Code Generation

CodeGeneration is the process by which some (semi?)automated tool (the CodeGenerator) is used to turn higher level (more abstract) input into lower level (less abstract) output.

I disagree. Reading database schemas via JDBC and generating java code is not a higher level to lower level issue. We need a better definition that encompases this sort of horizontal business.

how about: "to turn an abstract input, or a terse input, or a high level input (or any other existing input) into either a less abstract output, or a more verbose (less terse) output, or a lower level output, or, basically, some other output that doesn't yet exist."

''No, this CodeGeneration definition is good, we need better definition of higher level/lower level. In your sample database schemas via JDBC are higher level because you chose it to be higher level. If you will update database schemas from a java code then java code becomes higher level and database schemas - lower level. Highest possible level is human input. Lowest possible level does not exist, because it's always possible to generate next level from any other level. Usually the lowest level of an interactive program is set of windows on user interface screen, but even this level can be used to generate something else looping through windows handles.'' -- AlekseyPavlichenko

For Consideration as a definition ...

CodeGeneration is the process of transforming code from one representation to another.

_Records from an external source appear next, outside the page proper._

//! Post view recorders.
//!
//! - `PostgrestViewRecorder` - appends to the hosted `post_views` table and
//!   calls the `increment_post_views` function
//! - `InMemoryViewRecorder` - keeps views and counters in memory for tests

use std::collections::HashMap;
use std::sync::RwLock;

use async_trait::async_trait;
use serde::Serialize;

use crate::adapters::supabase::{PostgrestClient, PostgrestError};
use crate::domain::auth::Session;
use crate::domain::foundation::{DomainError, ErrorCode, PostId};
use crate::ports::{PostView, ViewRecorder};

const TABLE: &str = "post_views";
const INCREMENT_FUNCTION: &str = "increment_post_views";

#[derive(Serialize)]
struct IncrementArgs {
    post_id: PostId,
}

pub struct PostgrestViewRecorder {
    client: PostgrestClient,
}

impl PostgrestViewRecorder {
    pub fn new(client: PostgrestClient) -> Self {
        Self { client }
    }
}

fn backend_error(action: &str, post_id: PostId, err: PostgrestError) -> DomainError {
    DomainError::new(ErrorCode::BackendError, format!("Failed to {}: {}", action, err))
        .with_detail("post_id", post_id.to_string())
}

#[async_trait]
impl ViewRecorder for PostgrestViewRecorder {
    async fn record_view(
        &self,
        caller: Option<&Session>,
        view: &PostView,
    ) -> Result<(), DomainError> {
        self.client
            .for_caller(caller)
            .insert(TABLE, view)
            .await
            .map_err(|e| backend_error("record view", view.post_id, e))
    }

    async fn increment_views(
        &self,
        caller: Option<&Session>,
        post_id: PostId,
    ) -> Result<(), DomainError> {
        self.client
            .for_caller(caller)
            .rpc(INCREMENT_FUNCTION, &IncrementArgs { post_id })
            .await
            .map_err(|e| backend_error("increment view count", post_id, e))
    }
}

/// In-memory recorder for tests.
///
/// # Panics
///
/// Methods may panic if an internal lock is poisoned.
#[derive(Debug, Default)]
pub struct InMemoryViewRecorder {
    views: RwLock<Vec<PostView>>,
    counters: RwLock<HashMap<PostId, u64>>,
    force_error: RwLock<Option<DomainError>>,
}

impl InMemoryViewRecorder {
    pub fn new() -> Self {
        Self::default()
    }

    /// Makes both calls fail with `error`.
    pub fn with_error(self, error: DomainError) -> Self {
        *self
            .force_error
            .write()
            .expect("InMemoryViewRecorder: lock poisoned") = Some(error);
        self
    }

    pub fn recorded(&self) -> Vec<PostView> {
        self.views
            .read()
            .expect("InMemoryViewRecorder: lock poisoned")
            .clone()
    }

    pub fn count(&self) -> usize {
        self.views
            .read()
            .expect("InMemoryViewRecorder: lock poisoned")
            .len()
    }

    /// Current value of a post's view counter.
    pub fn views_of(&self, post_id: PostId) -> u64 {
        self.counters
            .read()
            .expect("InMemoryViewRecorder: lock poisoned")
            .get(&post_id)
            .copied()
            .unwrap_or(0)
    }

    fn forced_error(&self) -> Result<(), DomainError> {
        match self
            .force_error
            .read()
            .expect("InMemoryViewRecorder: lock poisoned")
            .clone()
        {
            Some(error) => Err(error),
            None => Ok(()),
        }
    }
}

#[async_trait]
impl ViewRecorder for InMemoryViewRecorder {
    async fn record_view(
        &self,
        _caller: Option<&Session>,
        view: &PostView,
    ) -> Result<(), DomainError> {
        self.forced_error()?;
        self.views
            .write()
            .expect("InMemoryViewRecorder: lock poisoned")
            .push(view.clone());
        Ok(())
    }

    async fn increment_views(
        &self,
        _caller: Option<&Session>,
        post_id: PostId,
    ) -> Result<(), DomainError> {
        self.forced_error()?;
        *self
            .counters
            .write()
            .expect("InMemoryViewRecorder: lock poisoned")
            .entry(post_id)
            .or_insert(0) += 1;
        Ok(())
    }
}
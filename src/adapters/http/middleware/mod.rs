//! HTTP middleware for axum.
//!
//! - `auth` - Bearer-token validation and session extractors

pub mod auth;

pub use auth::{auth_middleware, AuthRejection, OptionalAuth, RequireAuth, ValidatorState};
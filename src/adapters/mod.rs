//! Adapters - Implementations of port interfaces.
//!
//! - `auth` - Session sources, credential auth and token validation
//! - `profile` - `ProfileStore` implementations
//! - `views` - `ViewRecorder` implementations
//! - `engagement` - `LikeStore` and `CommentStore` implementations
//! - `supabase` - Shared plumbing for the hosted backend
//! - `http` - The axum surface

pub mod auth;
pub mod engagement;
pub mod http;
pub mod profile;
pub mod supabase;
pub mod views;
//! ViewRecorder port - post view tracking.

use async_trait::async_trait;
use serde::Serialize;

use crate::domain::auth::Session;
use crate::domain::foundation::{DomainError, PostId, UserId};

/// One view of a published post.
#[derive(Debug, Clone, PartialEq, Eq, Serialize)]
pub struct PostView {
    pub post_id: PostId,
    /// Viewer, when signed in.
    pub user_id: Option<UserId>,
    pub user_agent: Option<String>,
}

impl PostView {
    pub fn new(post_id: PostId) -> Self {
        Self {
            post_id,
            user_id: None,
            user_agent: None,
        }
    }

    pub fn by_user(mut self, user_id: Option<UserId>) -> Self {
        self.user_id = user_id;
        self
    }

    pub fn with_user_agent(mut self, user_agent: Option<String>) -> Self {
        self.user_agent = user_agent;
        self
    }
}

/// Appends rows to the `post_views` table and bumps the post's view
/// counter. Both calls act as `caller`, or anonymously when `None`.
#[async_trait]
pub trait ViewRecorder: Send + Sync {
    async fn record_view(
        &self,
        caller: Option<&Session>,
        view: &PostView,
    ) -> Result<(), DomainError>;

    async fn increment_views(
        &self,
        caller: Option<&Session>,
        post_id: PostId,
    ) -> Result<(), DomainError>;
}

#[cfg(test)]
mod tests {
    use super::*;

    #[test]
    fn anonymous_view_serializes_null_user() {
        let view = PostView::new(PostId::new());
        let json = serde_json::to_value(&view).unwrap();
        assert!(json["user_id"].is_null());
        assert!(json["user_agent"].is_null());
    }

    #[test]
    fn builder_sets_viewer() {
        let view = PostView::new(PostId::new())
            .by_user(Some(UserId::new("u1").unwrap()))
            .with_user_agent(Some("curl/8".into()));
        assert_eq!(view.user_id.unwrap().as_str(), "u1");
        assert_eq!(view.user_agent.as_deref(), Some("curl/8"));
    }
}
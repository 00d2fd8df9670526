//! Minimal PostgREST client: reads, inserts, deletes and RPC calls.

use reqwest::header::{ACCEPT, AUTHORIZATION};
use reqwest::{RequestBuilder, Response};
use secrecy::{ExposeSecret, SecretString};
use serde::de::DeserializeOwned;
use serde::{Deserialize, Serialize};
use thiserror::Error;

use super::SupabaseConfig;
use crate::domain::auth::Session;

/// Media type that makes PostgREST answer with one object instead of an
/// array, and fail with `PGRST116` when zero (or several) rows match.
const SINGLE_OBJECT: &str = "application/vnd.pgrst.object+json";

/// Errors from a PostgREST call.
#[derive(Debug, Clone, PartialEq, Error)]
pub enum PostgrestError {
    /// PostgREST (or Postgres behind it) answered with an error body.
    #[error("PostgREST error {code} (HTTP {status}): {message}")]
    Api {
        status: u16,
        code: String,
        message: String,
    },

    /// The request never got an answer, or the answer was unreadable.
    #[error("PostgREST transport error: {0}")]
    Transport(String),
}

impl PostgrestError {
    /// No row matched a single-object request.
    pub const NO_ROWS: &'static str = "PGRST116";
    /// Postgres `unique_violation`.
    pub const UNIQUE_VIOLATION: &'static str = "23505";

    pub fn code(&self) -> Option<&str> {
        match self {
            PostgrestError::Api { code, .. } => Some(code),
            PostgrestError::Transport(_) => None,
        }
    }

    pub fn is_no_rows(&self) -> bool {
        self.code() == Some(Self::NO_ROWS)
    }

    pub fn is_unique_violation(&self) -> bool {
        self.code() == Some(Self::UNIQUE_VIOLATION)
    }
}

impl From<reqwest::Error> for PostgrestError {
    fn from(err: reqwest::Error) -> Self {
        PostgrestError::Transport(err.to_string())
    }
}

#[derive(Debug, Deserialize)]
struct ErrorBody {
    code: Option<String>,
    message: Option<String>,
}

/// Credential sent in the `Authorization` header.
#[derive(Debug, Clone)]
enum Caller {
    /// Nobody signed in; the anon key doubles as the bearer.
    Anon,
    /// A signed-in user's access token.
    User(SecretString),
    /// The service-role key. Bypasses row-level security.
    ServiceRole(SecretString),
}

/// Table access over the PostgREST HTTP API.
///
/// A client is bound to one caller. [`PostgrestClient::for_caller`] derives
/// a client for a request's session; the HTTP connection pool is shared
/// between all of them.
#[derive(Debug, Clone)]
pub struct PostgrestClient {
    config: SupabaseConfig,
    http: reqwest::Client,
    caller: Caller,
}

impl PostgrestClient {
    /// A client calling as the anonymous role.
    pub fn new(config: SupabaseConfig) -> reqwest::Result<Self> {
        let http = config.http_client()?;
        Ok(Self {
            config,
            http,
            caller: Caller::Anon,
        })
    }

    /// The same client calling with a user's access token.
    pub fn as_user(&self, access_token: &str) -> Self {
        Self {
            caller: Caller::User(SecretString::new(access_token.to_string())),
            ..self.clone()
        }
    }

    /// The same client calling with the service-role key, if one is
    /// configured. Callers derived from it keep the service role.
    pub fn as_service_role(&self) -> Option<Self> {
        let key = self.config.service_role_key.clone()?;
        Some(Self {
            caller: Caller::ServiceRole(key),
            ..self.clone()
        })
    }

    /// Client for a request: the session's token when signed in, the anon
    /// role otherwise. A service-role client is returned unchanged.
    pub fn for_caller(&self, session: Option<&Session>) -> Self {
        match (&self.caller, session) {
            (Caller::ServiceRole(_), _) => self.clone(),
            (_, Some(session)) => self.as_user(&session.access_token),
            (_, None) => Self {
                caller: Caller::Anon,
                ..self.clone()
            },
        }
    }

    pub fn is_service_role(&self) -> bool {
        matches!(self.caller, Caller::ServiceRole(_))
    }

    /// `GET /rest/v1/{table}?select=...&{column}=eq.{value}...` expecting one row.
    pub async fn select_single<T: DeserializeOwned>(
        &self,
        table: &str,
        columns: &str,
        filters: &[(&str, &str)],
    ) -> Result<T, PostgrestError> {
        let response = self
            .authorised(self.http.get(self.config.rest_url(table)))
            .header(ACCEPT, SINGLE_OBJECT)
            .query(&select_query(columns, filters))
            .send()
            .await?;

        let response = check(response).await?;
        Ok(response.json::<T>().await?)
    }

    /// True when at least one row matches every filter.
    pub async fn exists(
        &self,
        table: &str,
        filters: &[(&str, &str)],
    ) -> Result<bool, PostgrestError> {
        let mut query = select_query("*", filters);
        query.push(("limit".to_string(), "1".to_string()));

        let response = self
            .authorised(self.http.get(self.config.rest_url(table)))
            .query(&query)
            .send()
            .await?;

        let rows: Vec<serde_json::Value> = check(response).await?.json().await?;
        Ok(!rows.is_empty())
    }

    /// `POST /rest/v1/{table}` without reading the row back.
    pub async fn insert<T: Serialize + ?Sized>(
        &self,
        table: &str,
        row: &T,
    ) -> Result<(), PostgrestError> {
        let response = self
            .authorised(self.http.post(self.config.rest_url(table)))
            .header("Prefer", "return=minimal")
            .json(row)
            .send()
            .await?;

        check(response).await?;
        Ok(())
    }

    /// `DELETE /rest/v1/{table}?{column}=eq.{value}...`
    ///
    /// Deleting nothing is not an error.
    pub async fn delete(
        &self,
        table: &str,
        filters: &[(&str, &str)],
    ) -> Result<(), PostgrestError> {
        let response = self
            .authorised(self.http.delete(self.config.rest_url(table)))
            .query(&eq_filters(filters))
            .send()
            .await?;

        check(response).await?;
        Ok(())
    }

    /// `POST /rest/v1/rpc/{function}` with named arguments, ignoring the result.
    pub async fn rpc<A: Serialize + ?Sized>(
        &self,
        function: &str,
        args: &A,
    ) -> Result<(), PostgrestError> {
        let response = self
            .authorised(self.http.post(self.config.rpc_url(function)))
            .json(args)
            .send()
            .await?;

        check(response).await?;
        Ok(())
    }

    fn authorised(&self, request: RequestBuilder) -> RequestBuilder {
        let anon = self.config.anon_key();
        let (apikey, bearer) = match &self.caller {
            Caller::Anon => (anon, anon),
            Caller::User(token) => (anon, token.expose_secret().as_str()),
            Caller::ServiceRole(key) => {
                let key = key.expose_secret().as_str();
                (key, key)
            }
        };
        request
            .header("apikey", apikey)
            .header(AUTHORIZATION, format!("Bearer {}", bearer))
    }
}

fn eq_filters(filters: &[(&str, &str)]) -> Vec<(String, String)> {
    filters
        .iter()
        .map(|(column, value)| (column.to_string(), format!("eq.{}", value)))
        .collect()
}

fn select_query(columns: &str, filters: &[(&str, &str)]) -> Vec<(String, String)> {
    let mut query = vec![("select".to_string(), columns.to_string())];
    query.extend(eq_filters(filters));
    query
}

async fn check(response: Response) -> Result<Response, PostgrestError> {
    let status = response.status();
    if status.is_success() {
        return Ok(response);
    }

    let text = response.text().await.unwrap_or_default();
    Err(parse_error(status.as_u16(), &text))
}

fn parse_error(status: u16, body: &str) -> PostgrestError {
    let parsed = serde_json::from_str::<ErrorBody>(body).ok();
    let code = parsed
        .as_ref()
        .and_then(|b| b.code.clone())
        .unwrap_or_else(|| format!("HTTP_{}", status));
    let message = parsed
        .and_then(|b| b.message)
        .unwrap_or_else(|| body.to_string());
    PostgrestError::Api {
        status,
        code,
        message,
    }
}
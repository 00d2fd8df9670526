//! Strongly-typed identifier value objects.

use serde::{Deserialize, Serialize};
use std::fmt;
use std::str::FromStr;
use uuid::Uuid;

use super::ValidationError;

/// Identifier of an authenticated user, as issued by the auth subsystem.
///
/// Kept as an opaque string: the hosted backend issues UUIDs today, but
/// nothing here depends on that.
#[derive(Debug, Clone, PartialEq, Eq, Hash, Serialize, Deserialize)]
#[serde(transparent)]
pub struct UserId(String);

impl UserId {
    /// Creates a new UserId, returning error if empty.
    pub fn new(id: impl Into<String>) -> Result<Self, ValidationError> {
        let id = id.into();
        if id.trim().is_empty() {
            return Err(ValidationError::empty_field("user_id"));
        }
        Ok(Self(id))
    }

    /// Returns the inner string slice.
    pub fn as_str(&self) -> &str {
        &self.0
    }
}

impl fmt::Display for UserId {
    fn fmt(&self, f: &mut fmt::Formatter<'_>) -> fmt::Result {
        write!(f, "{}", self.0)
    }
}

/// Unique identifier for a blog post.
#[derive(Debug, Clone, Copy, PartialEq, Eq, Hash, Serialize, Deserialize)]
#[serde(transparent)]
pub struct PostId(Uuid);

impl PostId {
    /// Creates a new random PostId.
    pub fn new() -> Self {
        Self(Uuid::new_v4())
    }

    /// Creates a PostId from an existing UUID.
    pub fn from_uuid(uuid: Uuid) -> Self {
        Self(uuid)
    }

    /// Returns the inner UUID.
    pub fn as_uuid(&self) -> &Uuid {
        &self.0
    }
}

impl Default for PostId {
    fn default() -> Self {
        Self::new()
    }
}

impl fmt::Display for PostId {
    fn fmt(&self, f: &mut fmt::Formatter<'_>) -> fmt::Result {
        write!(f, "{}", self.0)
    }
}

impl FromStr for PostId {
    type Err = uuid::Error;

    fn from_str(s: &str) -> Result<Self, Self::Err> {
        Ok(Self(Uuid::parse_str(s)?))
    }
}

Often, this is from a higher to a lower level:

From UML diagram to code stubs
FourthGenerationLanguage into CeeLanguage

Other times this is a side effect of DontRepeatYourself.

Generating SQL scripts to create a database from an XML representation of the schema;
Creating DataAccessObjects? by examining a database using JDBC

RefactorMe -- BevanArps

See an example of code generation in MdefExample.

The output of the CodeGenerator invariably needs further processing before it is complete. This further processing may or may not be fully automated; hence the distinction between ActiveCodeGeneration and PassiveCodeGeneration.

It's not true that it "invariably needs further processing"; there have always been e.g. compilers that produce machine code directly rather than assembly. Also, whatever finally does produce the machine code typically can be considered to be a "code generator" (consider macro assemblers if you have any doubt), so that claim is necessarily false; the recursion has to stop somewhere.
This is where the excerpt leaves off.